**About this task:**
With the first line as the start and the line containing "use tracing_subscriber::EnvFilter;" as the end, write out every line of the records exactly.

──────── Given entries

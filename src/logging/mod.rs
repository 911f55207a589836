//! Logging setup.
//!
//! Plain `tracing` + `tracing-subscriber` fmt output, routed through
//! [`RedactingMakeWriter`] so identities do not land in logs in full.

mod redact;

use tracing_subscriber::EnvFilter;

pub use redact::RedactingMakeWriter;

/// Install the global subscriber.
///
/// `RUST_LOG` overrides the default filter.
pub fn init() {
    let filter = EnvFilter::try_from_default_env()
        .unwrap_or_else(|_| EnvFilter::new("concierge=info,mongodb=warn"));

    tracing_subscriber::fmt()
        .with_env_filter(filter)
        .with_writer(RedactingMakeWriter::new(std::io::stdout))
        .init();
}
//! Message pipeline.
//!
//! Each message walks the sequential handlers in registration order. A
//! handler answers [`Flow::Continue`] or [`Flow::Stop`]; stopping ends the
//! walk and nothing else runs for that message. When the walk reaches the
//! end, every parallel handler is queued on the [`TaskPool`] and the
//! pipeline returns without waiting for them.
//!
//! The pipeline holds no lock across messages. Two messages may be in the
//! sequential phase at the same time if the caller dispatches concurrently.

use std::sync::Arc;

use async_trait::async_trait;
use tracing::{debug, error};

use super::TaskPool;
use crate::message::Message;

/// Decision of a sequential handler.
#[derive(Debug, Clone, Copy, PartialEq, Eq)]
pub enum Flow {
    Continue,
    Stop,
}

/// Where a message is in the pipeline.
#[derive(Debug, Clone, Copy, PartialEq, Eq)]
pub enum PipelineState {
    /// Next sequential handler to run.
    Running(usize),
    /// Halted by the handler at this index.
    Stopped(usize),
    /// All sequential handlers continued; parallel handlers were queued.
    Completed,
}

/// A stage that runs to completion before the next one starts.
///
/// Handlers deal with their own errors and turn them into a [`Flow`].
#[async_trait]
pub trait SequentialHandler: Send + Sync {
    fn name(&self) -> &'static str;

    async fn handle(&self, msg: &Arc<Message>) -> Flow;
}

/// A best-effort side effect started after the sequential phase completes.
///
/// Errors are logged by the pipeline and otherwise ignored.
#[async_trait]
pub trait ParallelHandler: Send + Sync {
    fn name(&self) -> &'static str;

    async fn handle(&self, msg: Arc<Message>) -> anyhow::Result<()>;
}

/// Handler registration. Fixed once [`PipelineBuilder::build`] is called.
#[derive(Default)]
pub struct PipelineBuilder {
    sequential: Vec<Arc<dyn SequentialHandler>>,
    parallel: Vec<Arc<dyn ParallelHandler>>,
}

impl PipelineBuilder {
    pub fn new() -> Self {
        Self::default()
    }

    /// Append a sequential handler; order of calls is execution order.
    #[must_use]
    pub fn sequential(mut self, handler: impl SequentialHandler + 'static) -> Self {
        self.sequential.push(Arc::new(handler));
        self
    }

    /// Add a parallel handler. No ordering between parallel handlers.
    #[must_use]
    pub fn parallel(mut self, handler: impl ParallelHandler + 'static) -> Self {
        self.parallel.push(Arc::new(handler));
        self
    }

    pub fn build(self, tasks: TaskPool) -> Pipeline {
        Pipeline {
            sequential: self.sequential,
            parallel: self.parallel,
            tasks,
        }
    }
}

/// Immutable handler chain plus the pool parallel handlers run on.
pub struct Pipeline {
    sequential: Vec<Arc<dyn SequentialHandler>>,
    parallel: Vec<Arc<dyn ParallelHandler>>,
    tasks: TaskPool,
}

impl Pipeline {
    pub fn builder() -> PipelineBuilder {
        PipelineBuilder::new()
    }

    /// Names of the sequential handlers, in execution order.
    pub fn sequential_names(&self) -> Vec<&'static str> {
        self.sequential.iter().map(|h| h.name()).collect()
    }

    /// Drive one message through the pipeline.
    ///
    /// Returns `Stopped` or `Completed`; in the latter case parallel
    /// handlers have been queued but may not have run yet.
    pub async fn run(&self, msg: Message) -> PipelineState {
        let msg = Arc::new(msg);
        let mut state = PipelineState::Running(0);

        while let PipelineState::Running(index) = state {
            state = self.step(index, &msg).await;
        }

        if state == PipelineState::Completed {
            self.fan_out(&msg);
        }

        state
    }

    async fn step(&self, index: usize, msg: &Arc<Message>) -> PipelineState {
        let Some(handler) = self.sequential.get(index) else {
            return PipelineState::Completed;
        };

        match handler.handle(msg).await {
            Flow::Continue => PipelineState::Running(index + 1),
            Flow::Stop => {
                debug!(
                    handler = handler.name(),
                    position = index + 1,
                    message_id = %msg.id,
                    "Pipeline stopped"
                );
                PipelineState::Stopped(index)
            }
        }
    }

    fn fan_out(&self, msg: &Arc<Message>) {
        for (index, handler) in self.parallel.iter().enumerate() {
            let handler = Arc::clone(handler);
            let msg = Arc::clone(msg);

            self.tasks.submit(handler.name(), async move {
                if let Err(e) = handler.handle(Arc::clone(&msg)).await {
                    error!(
                        handler = handler.name(),
                        position = index + 1,
                        message_id = %msg.id,
                        "Parallel handler failed: {:#}",
                        e
                    );
                }
            });
        }
    }
}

────────────────

**Exercise response:**
filename src/logging/mod.rs
repository 911f55207a589836
//! Logging setup.
//!
//! Plain `tracing` + `tracing-subscriber` fmt output, routed through
//! [`RedactingMakeWriter`] so identities do not land in logs in full.

mod redact;

use tracing_subscriber::EnvFilter;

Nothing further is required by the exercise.